Today, COMEX Brent Oil Futures remain a cornerstone of global commodities trading, providing liquidity, transparency, and price discovery for one of the world’s most critical resources. Looking ahead, the contracts will continue to respond to economic cycles, policy shifts, and energy transitions, ensuring their centrality in global financial and industrial markets.
COMEX Brent Oil Futures FAQ
Q. What are COMEX Brent Oil Futures?
A. COMEX Brent Oil Futures are futures contracts based on the price of Brent crude oil, traded on the New York Mercantile Exchange (NYMEX), a division of the CME Group that includes COMEX. These contracts represent a standardized agreement to buy or sell a specific amount of Brent crude oil at a predetermined price on a future date.
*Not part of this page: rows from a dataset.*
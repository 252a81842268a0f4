use alloy_primitives::{Address, B256, address, b256};

/// Genesis wallets as `(address, private key)`, seeded with funds when
/// [`GenesisConfig::seed_rich_wallets`](crate::GenesisConfig::seed_rich_wallets) is set.
pub const RICH_WALLETS: [(Address, B256); 10] = [
    (
        address!("0x36615Cf349d7F6344891B1e7CA7C72883F5dc049"),
        b256!("0x7726827caac94a7f9e1b160f7ea819f172f7b6f9d2a97f992c38edeab82d4110"),
    ),
    (
        address!("0xa61464658AfeAf65CccaaFD3a512b69A83B77618"),
        b256!("0xac1e735be8536c6534bb4f17f06f6afc73b2b5ba84ac2cfb12f7461b20c0bbe3"),
    ),
    (
        address!("0x0D43eB5B8a47bA8900d84AA36656c92024e9772e"),
        b256!("0xd293c684d884d56f8d6abd64fc76757d3664904e309a0645baf8522ab6366d9e"),
    ),
    (
        address!("0xA13c10C0D5bd6f79041B9835c63f91de35A15883"),
        b256!("0x850683b40d4a740aa6e745f889a6fdc8327be76e122f5aba645a5b02d0248db8"),
    ),
    (
        address!("0x8002cD98Cfb563492A6fB3E7C8243b7B9Ad4cc92"),
        b256!("0xf12e28c0eb1ef4ff90478f6805b68d63737b7f33abfa091601140805da450d93"),
    ),
    (
        address!("0x4F9133D1d3F50011A6859807C837bdCB31Aaab13"),
        b256!("0xe667e57a9b8aaa6709e51ff7d093f1c5b73b63f9987e4ab4aa9a5c699e024ee8"),
    ),
    (
        address!("0xbd29A1B981925B94eEc5c4F1125AF02a2Ec4d1cA"),
        b256!("0x28a574ab2de8a00364d5dd4b07c4f2f574ef7fcc2a86a197f65abaec836d1959"),
    ),
    (
        address!("0xedB6F5B4aab3dD95C7806Af42881FF12BE7e9daa"),
        b256!("0x74d8b3a188f7260f67698eb44da07397a298df5427df681ef68c45b34b61f998"),
    ),
    (
        address!("0xe706e60ab5Dc512C36A4646D719b889F398cbBcB"),
        b256!("0xbe79721778b48bcc679b78edac0ce48306a8578186ffcb9f2ee455ae6efeace1"),
    ),
    (
        address!("0xE90E12261CCb0F3F7976Ae611A29e84a6A85f424"),
        b256!("0x3eb15da85647edd9a1159a4a13b9e7c56877c4eb33f614546d4db06a51868b1c"),
    ),
];

/// Addresses of [`RICH_WALLETS`].
pub fn rich_wallet_addresses() -> impl Iterator<Item = Address> {
    RICH_WALLETS.iter().map(|(address, _)| *address)
}
//! JSON scripted contracts.
//!
//! A [`Script`] is serialized to JSON and padded with spaces into valid bytecode, so it can be
//! deployed and etched like any other code. [`ScriptRunner`] executes it against a [`Host`].

use alloy_primitives::{Address, B256, Bytes, U256};
use era_sandbox_core::{CallOutcome, CodeRunner, HaltReason, Host, bytecode::pad_to_bytecode};
use serde::{Deserialize, Serialize};

/// A single scripted instruction.
#[derive(Clone, Debug, PartialEq, Eq, Serialize, Deserialize)]
#[serde(tag = "op", rename_all = "snake_case")]
pub enum Op {
    Sstore {
        slot: B256,
        value: B256,
    },
    /// Reads `slot` of the executing contract into the output.
    Sload {
        slot: B256,
    },
    /// Stores `msg.sender`.
    StoreSender {
        slot: B256,
    },
    /// Stores `tx.origin`.
    StoreOrigin {
        slot: B256,
    },
    StoreBlockNumber {
        slot: B256,
    },
    StoreTimestamp {
        slot: B256,
    },
    StoreCallValue {
        slot: B256,
    },
    Log {
        topics: Vec<B256>,
        #[serde(default)]
        data: Bytes,
    },
    /// Calls `to`, reverting with the callee's output if it fails.
    Call {
        to: Address,
        #[serde(default)]
        input: Bytes,
        #[serde(default)]
        value: U256,
    },
    /// Calls `to` and stores 1 in `slot` on success, 0 otherwise.
    TryCall {
        to: Address,
        #[serde(default)]
        input: Bytes,
        #[serde(default)]
        value: U256,
        slot: B256,
    },
    StaticCall {
        to: Address,
        #[serde(default)]
        input: Bytes,
    },
    Revert {
        reason: String,
    },
    Return {
        data: Bytes,
    },
}

/// A list of [`Op`]s. Without an explicit `return`, the output of the last call or storage read
/// is returned.
#[derive(Clone, Debug, Default, PartialEq, Eq, Serialize, Deserialize)]
#[serde(transparent)]
pub struct Script(pub Vec<Op>);

impl Script {
    pub fn new(ops: impl IntoIterator<Item = Op>) -> Self {
        Self(ops.into_iter().collect())
    }

    /// Encodes the script as deployable bytecode.
    pub fn into_code(self) -> Bytes {
        let json = serde_json::to_vec(&self.0).unwrap_or_default();
        pad_to_bytecode(&json, b' ').into()
    }

    /// Parses bytecode produced by [`Self::into_code`].
    pub fn from_code(code: &[u8]) -> Option<Self> {
        serde_json::from_slice(code).ok()
    }
}

/// [`CodeRunner`] interpreting [`Script`] bytecode.
#[derive(Clone, Copy, Debug, Default)]
pub struct ScriptRunner;

impl ScriptRunner {
    fn word(value: U256) -> B256 {
        B256::from(value)
    }
}

impl CodeRunner for ScriptRunner {
    fn run(&self, code: &Bytes, _input: &Bytes, host: &mut dyn Host) -> CallOutcome {
        let Some(Script(ops)) = Script::from_code(code) else {
            trace!(address = ?host.address(), "code is not a script");
            return CallOutcome::halt(HaltReason::InvalidCode);
        };

        let mut last_output = Bytes::new();
        for op in ops {
            let stored = match op {
                Op::Sstore { slot, value } => host.sstore(slot, value),
                Op::Sload { slot } => {
                    last_output = Bytes::copy_from_slice(host.sload(slot).as_slice());
                    Ok(())
                }
                Op::StoreSender { slot } => {
                    let sender = host.msg_sender();
                    host.sstore(slot, sender.into_word())
                }
                Op::StoreOrigin { slot } => {
                    let origin = host.tx_origin();
                    host.sstore(slot, origin.into_word())
                }
                Op::StoreBlockNumber { slot } => {
                    let number = U256::from(host.block_number());
                    host.sstore(slot, Self::word(number))
                }
                Op::StoreTimestamp { slot } => {
                    let timestamp = U256::from(host.block_timestamp());
                    host.sstore(slot, Self::word(timestamp))
                }
                Op::StoreCallValue { slot } => {
                    let value = host.call_value();
                    host.sstore(slot, Self::word(value))
                }
                Op::Log { topics, data } => host.emit_log(topics, data),
                Op::Call { to, input, value } => {
                    let outcome = host.call(to, input, value);
                    if !outcome.is_success() {
                        return CallOutcome::revert(outcome.output);
                    }
                    last_output = outcome.output;
                    Ok(())
                }
                Op::TryCall { to, input, value, slot } => {
                    let outcome = host.call(to, input, value);
                    let flag = U256::from(outcome.is_success() as u8);
                    last_output = outcome.output;
                    host.sstore(slot, Self::word(flag))
                }
                Op::StaticCall { to, input } => {
                    let outcome = host.static_call(to, input);
                    if !outcome.is_success() {
                        return CallOutcome::revert(outcome.output);
                    }
                    last_output = outcome.output;
                    Ok(())
                }
                Op::Revert { reason } => return CallOutcome::revert_with_reason(reason),
                Op::Return { data } => return CallOutcome::success(data),
            };
            if let Err(reason) = stored {
                return CallOutcome::halt(reason);
            }
        }
        CallOutcome::success(last_output)
    }
}
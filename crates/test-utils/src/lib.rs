//! # era-sandbox-test-utils
//!
//! Utilities shared by the era sandbox tests.

#![cfg_attr(not(test), warn(unused_crate_dependencies))]

#[macro_use]
extern crate tracing;

mod script;
pub use script::{Op, Script, ScriptRunner};

use alloy_primitives::{Address, B256};
use era_sandbox_config::{RICH_WALLETS, SandboxConfig};
use tracing_subscriber::EnvFilter;

/// Initializes tracing for tests.
///
/// `RUST_LOG` takes precedence over the default [`SandboxConfig::log_filter`].
pub fn init_tracing() {
    let filter = EnvFilter::try_from_default_env()
        .unwrap_or_else(|_| EnvFilter::new(SandboxConfig::default().log_filter));
    let _ = tracing_subscriber::FmtSubscriber::builder()
        .with_env_filter(filter)
        .with_test_writer()
        .try_init();
}

/// Returns the `index`th rich wallet as `(address, private key)`.
///
/// # Panics
///
/// Panics if `index` is out of range.
pub fn rich_wallet(index: usize) -> (Address, B256) {
    RICH_WALLETS[index]
}

/// Left pads `address` into a storage word.
pub fn address_word(address: Address) -> B256 {
    address.into_word()
}

/// Storage word holding `value`.
pub fn u64_word(value: u64) -> B256 {
    B256::left_padding_from(&value.to_be_bytes())
}
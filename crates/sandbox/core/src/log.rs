use alloy_primitives::{Address, B256, Bytes};
use serde::{Deserialize, Serialize};

/// Event emitted during execution, before it is attached to a transaction.
#[derive(Debug, Clone, Eq, PartialEq, Hash, Serialize, Deserialize)]
pub struct LogEntry {
    pub address: Address,
    pub topics: Vec<B256>,
    pub data: Bytes,
}

impl LogEntry {
    pub fn new(address: Address, topics: Vec<B256>, data: Bytes) -> Self {
        Self { address, topics, data }
    }
}

/// Event included in a sealed block.
#[derive(Debug, Clone, Eq, PartialEq, Serialize, Deserialize)]
#[serde(rename_all = "camelCase")]
pub struct Log {
    #[serde(flatten)]
    pub entry: LogEntry,
    pub block_number: u64,
    pub transaction_hash: B256,
    pub log_index: u64,
}

/// Selects logs by block range, emitter and first topic.
#[derive(Debug, Clone, Default, PartialEq, Eq)]
pub struct LogFilter {
    pub from_block: Option<u64>,
    pub to_block: Option<u64>,
    pub address: Option<Address>,
    pub topic0: Option<B256>,
}

impl LogFilter {
    pub fn matches(&self, log: &Log) -> bool {
        if self.from_block.is_some_and(|from| log.block_number < from) {
            return false;
        }
        if self.to_block.is_some_and(|to| log.block_number > to) {
            return false;
        }
        if self.address.is_some_and(|address| log.entry.address != address) {
            return false;
        }
        match self.topic0 {
            Some(topic) => log.entry.topics.first() == Some(&topic),
            None => true,
        }
    }
}
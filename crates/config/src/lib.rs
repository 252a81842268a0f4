//! # era-sandbox-config
//!
//! Typed configuration for the era sandbox node.
//!
//! Values are resolved in order: built-in defaults, an optional `era-sandbox.toml` in the working
//! directory, then `ERA_SANDBOX_` prefixed environment variables. Nested keys use `__` as the
//! separator in the environment, e.g. `ERA_SANDBOX_FEE__BASE_TX_GAS=30000`.

#![cfg_attr(not(test), warn(unused_crate_dependencies))]

use alloy_primitives::{Address, U256};
use figment::{
    Figment,
    providers::{Env, Format, Serialized, Toml},
};
use serde::{Deserialize, Serialize};
use std::path::Path;

mod tokens;
pub use tokens::{TokenPrice, default_token_prices};

mod wallets;
pub use wallets::{RICH_WALLETS, rich_wallet_addresses};

/// Era sandbox configuration.
#[derive(Clone, Debug, PartialEq, Eq, Serialize, Deserialize)]
#[serde(default)]
pub struct SandboxConfig {
    /// Chain id reported to contracts and clients.
    pub chain_id: u64,

    /// Genesis block settings.
    pub genesis: GenesisConfig,

    /// Price of L1 gas in wei.
    pub l1_gas_price: u64,

    /// Price of L2 gas in wei, before the minimum price is applied.
    pub l2_gas_price: u64,

    /// Gas per pubdata byte limit quoted by fee estimation.
    pub gas_per_pubdata_limit: u64,

    /// Deterministic fee model constants.
    pub fee: FeeConfig,

    /// Token prices served by `zks_getTokenPrice`.
    pub token_prices: Vec<TokenPrice>,

    /// Whether calls to the cheatcode address are intercepted.
    pub cheatcodes: bool,

    /// Default `tracing` filter directive.
    pub log_filter: String,
}

impl Default for SandboxConfig {
    fn default() -> Self {
        Self {
            chain_id: 260,
            genesis: GenesisConfig::default(),
            l1_gas_price: 50_000_000_000,
            l2_gas_price: 250_000_000,
            gas_per_pubdata_limit: 50_000,
            fee: FeeConfig::default(),
            token_prices: default_token_prices(),
            cheatcodes: true,
            log_filter: "era_sandbox=info,era_cheatcodes=info".to_string(),
        }
    }
}

impl SandboxConfig {
    /// Name of the configuration file looked up in the working directory.
    pub const FILE_NAME: &'static str = "era-sandbox.toml";

    /// Prefix of the environment variables overriding configuration values.
    pub const ENV_PREFIX: &'static str = "ERA_SANDBOX_";

    /// Returns the default figment: defaults, then [`Self::FILE_NAME`], then the environment.
    pub fn figment() -> Figment {
        Self::figment_with_file(Self::FILE_NAME)
    }

    /// Same as [`Self::figment`] but reads the given TOML file instead.
    ///
    /// A missing file is not an error.
    pub fn figment_with_file(path: impl AsRef<Path>) -> Figment {
        Figment::from(Serialized::defaults(Self::default()))
            .merge(Toml::file(path.as_ref()))
            .merge(Env::prefixed(Self::ENV_PREFIX).split("__"))
    }

    /// Loads the configuration from the default figment.
    pub fn load() -> eyre::Result<Self> {
        Self::from_figment(Self::figment())
    }

    /// Extracts the configuration from the given figment.
    pub fn from_figment(figment: Figment) -> eyre::Result<Self> {
        let config: Self = figment.extract()?;
        tracing::debug!(chain_id = config.chain_id, "loaded sandbox configuration");
        Ok(config)
    }

    /// Returns the configured price of `token`, if any.
    pub fn token_price(&self, token: &Address) -> Option<&str> {
        self.token_prices
            .iter()
            .find(|entry| entry.address == *token)
            .map(|entry| entry.price.as_str())
    }
}

/// Genesis state settings.
#[derive(Clone, Debug, PartialEq, Eq, Serialize, Deserialize)]
#[serde(default)]
pub struct GenesisConfig {
    /// Number of the genesis block.
    pub block_number: u64,

    /// Timestamp of the genesis block, in seconds.
    pub timestamp: u64,

    /// Seed [`RICH_WALLETS`] with [`Self::rich_wallet_balance`] at genesis.
    pub seed_rich_wallets: bool,

    /// Balance given to each rich wallet, in wei.
    pub rich_wallet_balance: U256,
}

impl Default for GenesisConfig {
    fn default() -> Self {
        Self {
            block_number: 0,
            timestamp: 1000,
            seed_rich_wallets: true,
            // 1000 ETH
            rich_wallet_balance: U256::from(1000u128 * 10u128.pow(18)),
        }
    }
}

/// Constants of the deterministic fee model.
#[derive(Clone, Debug, PartialEq, Eq, Serialize, Deserialize)]
#[serde(default)]
pub struct FeeConfig {
    /// Fixed gas charged for every transaction.
    pub base_tx_gas: u64,

    /// Gas charged per byte of calldata.
    pub gas_per_calldata_byte: u64,

    /// Gas charged per byte of factory dependency bytecode.
    pub gas_per_factory_dep_byte: u64,

    /// Scale applied to the raw gas estimate, in percent.
    pub estimate_scale_percent: u64,
}

impl Default for FeeConfig {
    fn default() -> Self {
        Self {
            base_tx_gas: 21_000,
            gas_per_calldata_byte: 16,
            gas_per_factory_dep_byte: 10,
            estimate_scale_percent: 130,
        }
    }
}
Brent crude is a key benchmark for global energy markets, often referenced in financial news on platforms like Reuters or Bloomberg as an indicator of international oil supply and demand dynamics.
Q. What are COMEX Brent Oil Futures Contracts?
A. COMEX Brent Oil Futures Contracts are traded on the CME Globex platform under the ticker symbol BZ, with each contract representing 1,000 barrels of Brent crude oil and a $10 multiplier per point change in the price (minimum tick of $0.01 per barrel). These contracts are highly liquid and volatile, offering traders multiple opportunities for profitable trades during daily sessions. For example, if you’re bullish on Brent oil prices, you can go long on a futures contract, earning $10 per point increase in the price. Conversely, if bearish, you can short the contract, profiting $10 per point decline.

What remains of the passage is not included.